-- Exercise description --
Among the entries, find the lines with the string "Literal" and copy them.

-- Given entries --
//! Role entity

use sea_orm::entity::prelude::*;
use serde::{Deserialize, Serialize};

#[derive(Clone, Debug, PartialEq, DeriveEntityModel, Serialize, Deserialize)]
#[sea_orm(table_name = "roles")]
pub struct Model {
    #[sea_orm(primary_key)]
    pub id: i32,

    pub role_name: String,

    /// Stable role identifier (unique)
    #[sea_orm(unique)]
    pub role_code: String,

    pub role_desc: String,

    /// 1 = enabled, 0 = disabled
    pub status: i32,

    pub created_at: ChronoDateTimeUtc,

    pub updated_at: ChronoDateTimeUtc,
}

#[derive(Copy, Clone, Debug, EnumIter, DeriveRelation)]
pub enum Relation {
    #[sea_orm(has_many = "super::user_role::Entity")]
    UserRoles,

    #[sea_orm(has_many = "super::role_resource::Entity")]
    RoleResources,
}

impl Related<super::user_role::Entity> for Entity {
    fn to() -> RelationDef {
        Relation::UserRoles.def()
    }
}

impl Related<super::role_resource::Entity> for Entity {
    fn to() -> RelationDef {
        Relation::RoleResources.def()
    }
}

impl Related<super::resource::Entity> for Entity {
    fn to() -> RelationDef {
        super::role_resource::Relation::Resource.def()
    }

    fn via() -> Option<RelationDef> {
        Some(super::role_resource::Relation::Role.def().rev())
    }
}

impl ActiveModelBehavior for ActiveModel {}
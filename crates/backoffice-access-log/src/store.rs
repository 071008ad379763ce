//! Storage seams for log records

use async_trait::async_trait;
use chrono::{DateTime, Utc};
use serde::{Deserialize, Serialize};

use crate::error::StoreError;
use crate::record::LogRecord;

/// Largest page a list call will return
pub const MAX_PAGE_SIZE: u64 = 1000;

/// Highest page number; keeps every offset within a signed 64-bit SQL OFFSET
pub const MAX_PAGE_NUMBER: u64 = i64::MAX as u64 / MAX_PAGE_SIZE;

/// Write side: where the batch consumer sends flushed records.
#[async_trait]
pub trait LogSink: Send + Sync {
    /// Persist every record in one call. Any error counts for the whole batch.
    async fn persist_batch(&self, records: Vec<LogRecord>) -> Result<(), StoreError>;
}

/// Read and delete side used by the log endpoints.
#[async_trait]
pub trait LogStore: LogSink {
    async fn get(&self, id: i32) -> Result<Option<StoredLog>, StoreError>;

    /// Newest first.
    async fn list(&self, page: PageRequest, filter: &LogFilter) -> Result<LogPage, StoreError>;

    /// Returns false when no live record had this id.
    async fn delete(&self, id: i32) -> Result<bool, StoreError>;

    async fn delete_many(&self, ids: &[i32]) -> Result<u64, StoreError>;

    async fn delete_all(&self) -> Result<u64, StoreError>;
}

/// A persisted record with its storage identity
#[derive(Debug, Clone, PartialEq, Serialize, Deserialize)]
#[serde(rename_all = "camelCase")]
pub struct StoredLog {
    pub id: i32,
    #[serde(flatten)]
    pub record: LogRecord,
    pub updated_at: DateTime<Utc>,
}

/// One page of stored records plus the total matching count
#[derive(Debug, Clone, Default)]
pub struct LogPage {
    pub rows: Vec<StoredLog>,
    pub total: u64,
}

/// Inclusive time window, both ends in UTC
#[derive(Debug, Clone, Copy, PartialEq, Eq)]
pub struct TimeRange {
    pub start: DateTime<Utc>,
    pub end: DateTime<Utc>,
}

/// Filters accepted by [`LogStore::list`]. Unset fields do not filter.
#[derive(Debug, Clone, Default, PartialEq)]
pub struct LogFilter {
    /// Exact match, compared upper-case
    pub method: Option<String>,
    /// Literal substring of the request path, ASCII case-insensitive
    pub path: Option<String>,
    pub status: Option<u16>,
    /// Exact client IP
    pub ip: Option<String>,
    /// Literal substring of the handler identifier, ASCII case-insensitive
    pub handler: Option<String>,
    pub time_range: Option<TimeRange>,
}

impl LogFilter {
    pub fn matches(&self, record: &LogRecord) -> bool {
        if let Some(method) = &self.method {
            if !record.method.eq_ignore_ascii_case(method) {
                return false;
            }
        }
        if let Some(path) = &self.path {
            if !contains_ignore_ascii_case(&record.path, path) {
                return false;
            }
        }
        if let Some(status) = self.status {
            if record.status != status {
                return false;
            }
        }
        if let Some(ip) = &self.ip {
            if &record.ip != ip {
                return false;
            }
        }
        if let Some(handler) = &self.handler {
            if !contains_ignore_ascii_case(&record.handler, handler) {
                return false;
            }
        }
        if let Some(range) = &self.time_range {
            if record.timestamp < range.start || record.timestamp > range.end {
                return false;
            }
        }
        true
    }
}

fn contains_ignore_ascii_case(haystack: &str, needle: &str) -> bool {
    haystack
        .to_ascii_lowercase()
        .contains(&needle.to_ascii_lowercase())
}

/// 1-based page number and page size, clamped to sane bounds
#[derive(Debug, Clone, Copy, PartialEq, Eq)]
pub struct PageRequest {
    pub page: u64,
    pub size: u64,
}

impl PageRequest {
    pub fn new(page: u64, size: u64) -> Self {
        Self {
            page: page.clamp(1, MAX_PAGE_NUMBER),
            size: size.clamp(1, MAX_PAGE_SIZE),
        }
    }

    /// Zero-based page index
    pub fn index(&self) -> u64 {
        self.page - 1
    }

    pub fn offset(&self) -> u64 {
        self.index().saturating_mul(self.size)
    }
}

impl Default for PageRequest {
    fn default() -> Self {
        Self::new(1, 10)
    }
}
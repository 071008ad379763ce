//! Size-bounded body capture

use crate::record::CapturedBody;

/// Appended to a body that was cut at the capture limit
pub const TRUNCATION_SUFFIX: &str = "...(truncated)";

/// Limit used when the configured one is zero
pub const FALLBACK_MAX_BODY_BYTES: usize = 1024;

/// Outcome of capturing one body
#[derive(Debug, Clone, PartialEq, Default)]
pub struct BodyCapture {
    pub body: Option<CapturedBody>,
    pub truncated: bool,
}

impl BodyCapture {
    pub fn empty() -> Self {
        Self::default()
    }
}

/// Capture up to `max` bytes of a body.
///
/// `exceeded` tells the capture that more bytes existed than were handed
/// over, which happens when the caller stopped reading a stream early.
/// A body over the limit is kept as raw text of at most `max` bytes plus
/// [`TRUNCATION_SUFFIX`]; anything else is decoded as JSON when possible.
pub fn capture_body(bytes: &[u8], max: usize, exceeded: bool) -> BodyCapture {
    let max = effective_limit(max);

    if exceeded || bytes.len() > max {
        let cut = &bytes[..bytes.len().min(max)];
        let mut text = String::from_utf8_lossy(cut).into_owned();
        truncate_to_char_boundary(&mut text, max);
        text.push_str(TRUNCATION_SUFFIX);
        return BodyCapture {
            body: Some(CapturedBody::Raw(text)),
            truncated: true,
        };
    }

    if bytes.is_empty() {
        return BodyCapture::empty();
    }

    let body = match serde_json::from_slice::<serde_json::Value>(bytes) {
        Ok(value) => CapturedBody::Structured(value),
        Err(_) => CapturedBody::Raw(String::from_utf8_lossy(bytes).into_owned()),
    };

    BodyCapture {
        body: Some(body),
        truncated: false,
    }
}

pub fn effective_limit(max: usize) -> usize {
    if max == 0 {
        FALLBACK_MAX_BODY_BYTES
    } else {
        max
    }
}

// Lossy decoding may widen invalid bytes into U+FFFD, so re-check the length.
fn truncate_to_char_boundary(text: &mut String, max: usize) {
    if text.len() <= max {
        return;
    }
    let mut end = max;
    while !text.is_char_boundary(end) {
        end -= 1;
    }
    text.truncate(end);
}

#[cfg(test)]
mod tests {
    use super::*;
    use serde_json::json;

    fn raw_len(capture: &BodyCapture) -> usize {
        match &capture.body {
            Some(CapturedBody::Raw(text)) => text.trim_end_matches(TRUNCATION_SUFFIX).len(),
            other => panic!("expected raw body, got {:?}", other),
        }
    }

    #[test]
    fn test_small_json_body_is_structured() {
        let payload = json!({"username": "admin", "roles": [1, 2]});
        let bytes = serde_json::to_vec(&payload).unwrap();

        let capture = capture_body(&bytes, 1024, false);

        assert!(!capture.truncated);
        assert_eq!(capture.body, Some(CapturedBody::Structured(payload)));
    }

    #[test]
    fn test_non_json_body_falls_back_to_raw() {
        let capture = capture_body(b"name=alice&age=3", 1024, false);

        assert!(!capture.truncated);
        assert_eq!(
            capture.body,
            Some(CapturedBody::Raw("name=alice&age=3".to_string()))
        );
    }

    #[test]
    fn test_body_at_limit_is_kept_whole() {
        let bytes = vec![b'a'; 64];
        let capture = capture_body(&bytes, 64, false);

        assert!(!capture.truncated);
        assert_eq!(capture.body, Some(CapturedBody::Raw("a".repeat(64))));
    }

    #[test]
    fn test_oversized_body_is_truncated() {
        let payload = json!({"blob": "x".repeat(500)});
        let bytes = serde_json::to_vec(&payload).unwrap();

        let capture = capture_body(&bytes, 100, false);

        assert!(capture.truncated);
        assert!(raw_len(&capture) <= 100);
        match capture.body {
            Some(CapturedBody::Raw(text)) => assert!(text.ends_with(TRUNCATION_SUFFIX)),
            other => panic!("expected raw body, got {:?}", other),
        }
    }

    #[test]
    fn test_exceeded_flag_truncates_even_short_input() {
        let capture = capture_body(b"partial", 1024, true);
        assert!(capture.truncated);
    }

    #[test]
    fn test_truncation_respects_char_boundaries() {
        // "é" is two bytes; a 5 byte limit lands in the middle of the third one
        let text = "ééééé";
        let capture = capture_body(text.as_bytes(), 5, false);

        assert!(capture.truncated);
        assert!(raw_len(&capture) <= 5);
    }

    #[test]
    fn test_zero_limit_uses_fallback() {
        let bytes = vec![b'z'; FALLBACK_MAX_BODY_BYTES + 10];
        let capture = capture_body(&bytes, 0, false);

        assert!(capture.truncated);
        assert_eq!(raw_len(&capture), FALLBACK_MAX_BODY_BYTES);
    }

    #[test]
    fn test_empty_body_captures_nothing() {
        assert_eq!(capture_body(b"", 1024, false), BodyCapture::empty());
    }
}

-- Reply to the task --
    /// Literal substring of the request path, ASCII case-insensitive
    /// Literal substring of the handler identifier, ASCII case-insensitive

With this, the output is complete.